Lopez Obrador's insistence last spring of giving a voters a real choice by denying alliances with PAN and other non-leftist parties have cost the PRD dearly in local and state elections. Lopez Obrador was attacked heavily by members of PRD in the days following the Mexico state elections because of PRD's poor showing. The move by the PRD to endorse the national security law subject to changes, while running counter to Lopez Obrador, can be seen as a shift to shore up their support in Michoacan and in the elections for president in 2012.
To read Rantburg's report on the elections in Mexico state and other states, click here.
This summer has seen a massive shift of security forces to Michoacan as the national Secretario de Seguidad Publica (SSP) is attempting to put down the new drug cartel Caballeros Templarios, a new cartel formed to replace La Familia, which has suffered horrific losses in counternarcotics campaigns at the hands of Mexican security forces since the start of the year.
To read the Rantburg report on the SSP reinforcement in Michoacan, click here
The thinking appears to be the new shift towards the new national security law will shift voters from PAN and PRI towards the PRD, and perhaps start a trend.

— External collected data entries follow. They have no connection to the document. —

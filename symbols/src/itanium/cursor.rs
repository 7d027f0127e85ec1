//! Byte cursor over a mangled symbol.

use crate::error::{Error, Result};

pub(super) struct Cursor<'a> {
    src: &'a [u8],
    offset: usize,
}

impl<'a> Cursor<'a> {
    /// Create a cursor over everything up to the first NUL byte.
    pub fn new(src: &'a [u8]) -> Self {
        let len = src.iter().position(|&b| b == 0).unwrap_or(src.len());
        Self {
            src: &src[..len],
            offset: 0,
        }
    }

    /// Unparsed remainder of the symbol.
    #[inline]
    pub fn src(&self) -> &'a [u8] {
        &self.src[self.offset..]
    }

    #[inline]
    pub fn is_empty(&self) -> bool {
        self.offset >= self.src.len()
    }

    /// View the current byte without incrementing the offset.
    #[inline]
    pub fn peek(&self) -> Option<u8> {
        self.src().first().copied()
    }

    /// View the byte after the current one without incrementing the offset.
    #[inline]
    pub fn peek_second(&self) -> Option<u8> {
        self.src().get(1).copied()
    }

    /// View the current byte, incrementing the offset.
    pub fn take(&mut self) -> Result<u8> {
        let byte = self.peek().ok_or(Error::UnexpectedEnd)?;
        self.offset += 1;
        Ok(byte)
    }

    /// Increment the offset if the current byte equals the byte given.
    pub fn eat(&mut self, byte: u8) -> bool {
        let matches = self.peek() == Some(byte);
        self.offset += matches as usize;
        matches
    }

    /// Increment the offset if the remainder starts with the given slice.
    pub fn eat_slice(&mut self, slice: &[u8]) -> bool {
        let matches = self.src().starts_with(slice);
        self.offset += slice.len() * (matches as usize);
        matches
    }

    /// Like [`Cursor::eat`] but a mismatch is an error.
    pub fn expect(&mut self, byte: u8) -> Result<()> {
        match self.peek() {
            Some(b) if b == byte => {
                self.offset += 1;
                Ok(())
            }
            Some(_) => Err(Error::UnexpectedText),
            None => Err(Error::UnexpectedEnd),
        }
    }

    /// Consume a run of ascii digits. Nothing is consumed if there are none.
    pub fn decimal(&mut self) -> Result<Option<u64>> {
        let digits = self.src().iter().take_while(|b| b.is_ascii_digit()).count();
        if digits == 0 {
            return Ok(None);
        }

        let mut n = 0u64;
        for &digit in &self.src()[..digits] {
            n = n.checked_mul(10).ok_or(Error::Overflow)?;
            n = n.checked_add((digit - b'0') as u64).ok_or(Error::Overflow)?;
        }

        self.offset += digits;
        Ok(Some(n))
    }

    /// `<source-name> ::= <positive length number> <identifier>`
    pub fn len_prefixed_name(&mut self) -> Result<Option<String>> {
        let len = match self.decimal()? {
            Some(len) => usize::try_from(len).map_err(|_| Error::Overflow)?,
            None => return Ok(None),
        };

        if len == 0 {
            return Err(Error::UnexpectedText);
        }

        let ident = self.src().get(..len).ok_or(Error::UnexpectedEnd)?;
        let ident = std::str::from_utf8(ident).map_err(|_| Error::UnexpectedText)?;
        self.offset += len;
        Ok(Some(ident.to_string()))
    }

    /// `<seq-id> _`, the number of a substitution in base 36.
    ///
    /// `S_` refers to the first entry, `S0_` to the second, and so on.
    pub fn seq_id(&mut self) -> Result<usize> {
        if self.eat(b'_') {
            return Ok(0);
        }

        let mut n = 0usize;
        loop {
            let digit = match self.take()? {
                b'_' => break,
                c @ b'0'..=b'9' => c - b'0',
                c @ b'A'..=b'Z' => c - b'A' + 10,
                _ => return Err(Error::UnexpectedText),
            };

            n = n.checked_mul(36).ok_or(Error::Overflow)?;
            n = n.checked_add(digit as usize).ok_or(Error::Overflow)?;
        }

        n.checked_add(1).ok_or(Error::Overflow)
    }
}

Meanwhile Sicilia has begun to raise funds for another peace caravan, this time to the south. The new campaign dubbed Un Peso por la Paz,or A Peso for Peace has raised MP $50,000.00 (USD $4054.30) so far.

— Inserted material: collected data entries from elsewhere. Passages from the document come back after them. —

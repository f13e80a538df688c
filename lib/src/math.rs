/// Minimum of two 32-bit integers.
#[inline(always)]
pub const fn min_i32(a: i32, b: i32) -> i32 {
    if a < b {
        a
    } else {
        b
    }
}

/// Maximum of two 32-bit integers.
#[inline(always)]
pub const fn max_i32(a: i32, b: i32) -> i32 {
    if a > b {
        a
    } else {
        b
    }
}

/// Minimum of two unsigned 32-bit integers.
#[inline(always)]
pub const fn min_u32(a: u32, b: u32) -> u32 {
    if a < b {
        a
    } else {
        b
    }
}

/// Maximum of two unsigned 32-bit integers.
#[inline(always)]
pub const fn max_u32(a: u32, b: u32) -> u32 {
    if a > b {
        a
    } else {
        b
    }
}

/// Clamp a 32-bit integer into `[lo, hi]`.
#[inline(always)]
pub const fn clamp_i32(x: i32, lo: i32, hi: i32) -> i32 {
    min_i32(max_i32(x, lo), hi)
}

/// Clamp an unsigned 32-bit integer into `[lo, hi]`.
#[inline(always)]
pub const fn clamp_u32(x: u32, lo: u32, hi: u32) -> u32 {
    min_u32(max_u32(x, lo), hi)
}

The new peace march is intended to demonstrate his displeasure of a procedural vote a week ago which advanced the new national security law subject to changes to the next regular session where it will be finalized in a conference with the Mexican senate. The vote came just a few days after an informal meeting between Sicilia and legislators from both the Chamber of Deputies and Senate which ended in promises for reforms as they could apply in national security.

Because of the vote, Sicilia has cut off subsequent meetings not only with legislators, but also with a delegation of the Secretaria de Gobierno (SEGOB) also known as the interior ministry.
To read the Rantburg report on the vote to move the national security law, click here
Sicilia said Monday the legislative route is not the route his peace movement wants to go. He said in a radio interview he is in discussions with Universidad Nacional Autonoma Mexico sociology professor Emilio Alvarez Icaza for a public conference on national security, and for a meeting with the Mexican judiciary.

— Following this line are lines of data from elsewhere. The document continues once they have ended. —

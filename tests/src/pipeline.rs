//! Both subsystems sharing one time base end to end.

use core::sync::atomic::{AtomicU32, Ordering};

use lapse_lib::{Clock, NSEC_PER_MSEC, TickClock};
use lapse_sched::{InputEvent, InputRouter, InteractiveSignal};
use lapse_video::{DitherConfig, FlickerFree, PUSH_WINDOW_NS, PanelBackend, PanelError, PccConfig};

#[derive(Default)]
struct CountingBackend {
    pushes: AtomicU32,
}

impl PanelBackend for CountingBackend {
    fn push_dither(&self, _config: &DitherConfig) -> Result<(), PanelError> {
        Ok(())
    }

    fn push_pcc(&self, _config: &PccConfig) -> Result<(), PanelError> {
        self.pushes.fetch_add(1, Ordering::Relaxed);
        Ok(())
    }
}

#[test]
fn one_tick_clock_drives_boost_and_display_windows() {
    let clock = TickClock::new();
    let signal = InteractiveSignal::new(&clock);
    let router = InputRouter::new();
    let backend = CountingBackend::default();
    let display = FlickerFree::new(&clock, &backend);

    signal.attach(&router).expect("slot available");
    assert!(display.set_enabled(true));

    // User touches the screen; dim backlight gets compensated.
    router.dispatch(&InputEvent::touch_contact(true, clock.now_ns()));
    assert!(signal.should_boost());
    assert_eq!(display.calc_backlight(12), display.threshold());
    assert_eq!(backend.pushes.load(Ordering::Relaxed), 1);

    // Dim level repeats within the push window: suppressed, boost holds.
    clock.advance_ns(PUSH_WINDOW_NS / 2);
    assert_eq!(display.calc_backlight(12), display.threshold());
    assert_eq!(backend.pushes.load(Ordering::Relaxed), 1);
    assert!(signal.should_boost());

    // Past the push window the same configuration is pushed again; the
    // interactivity window is far longer and still armed.
    clock.advance_ns(PUSH_WINDOW_NS);
    assert_eq!(display.calc_backlight(12), display.threshold());
    assert_eq!(backend.pushes.load(Ordering::Relaxed), 2);
    assert!(signal.should_boost());

    // Five idle seconds later the boost is withdrawn; the display keeps
    // compensating regardless.
    clock.advance_ns(5_000 * NSEC_PER_MSEC);
    assert!(!signal.should_boost());
    assert_eq!(display.calc_backlight(12), display.threshold());
}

Emilio Alvarez Icaza was formerly the head of the Mexican Human Rights commission until September 2009.
Posted by:badanov

#2  No.

Governors can request federal assistance, or they can "request" federal assistance after they sit down with with a presidential plenipotentary who tells them to make the "request".

Happened in Durango earlier this summer, when the governor had a sit down with Cordero, minister of the interior.

About website, I don't know if legidslators would detail it to specific instances, or the Mexican military would be allowed to establish digital commands. A lot of the law is still under discussion in Mexico City.
Posted by: badanov   2011-08-09 15:54  

#1  So the regional governors can declare states of emergency? Who invokes the federal military in gather breaking, power shutting and website watching?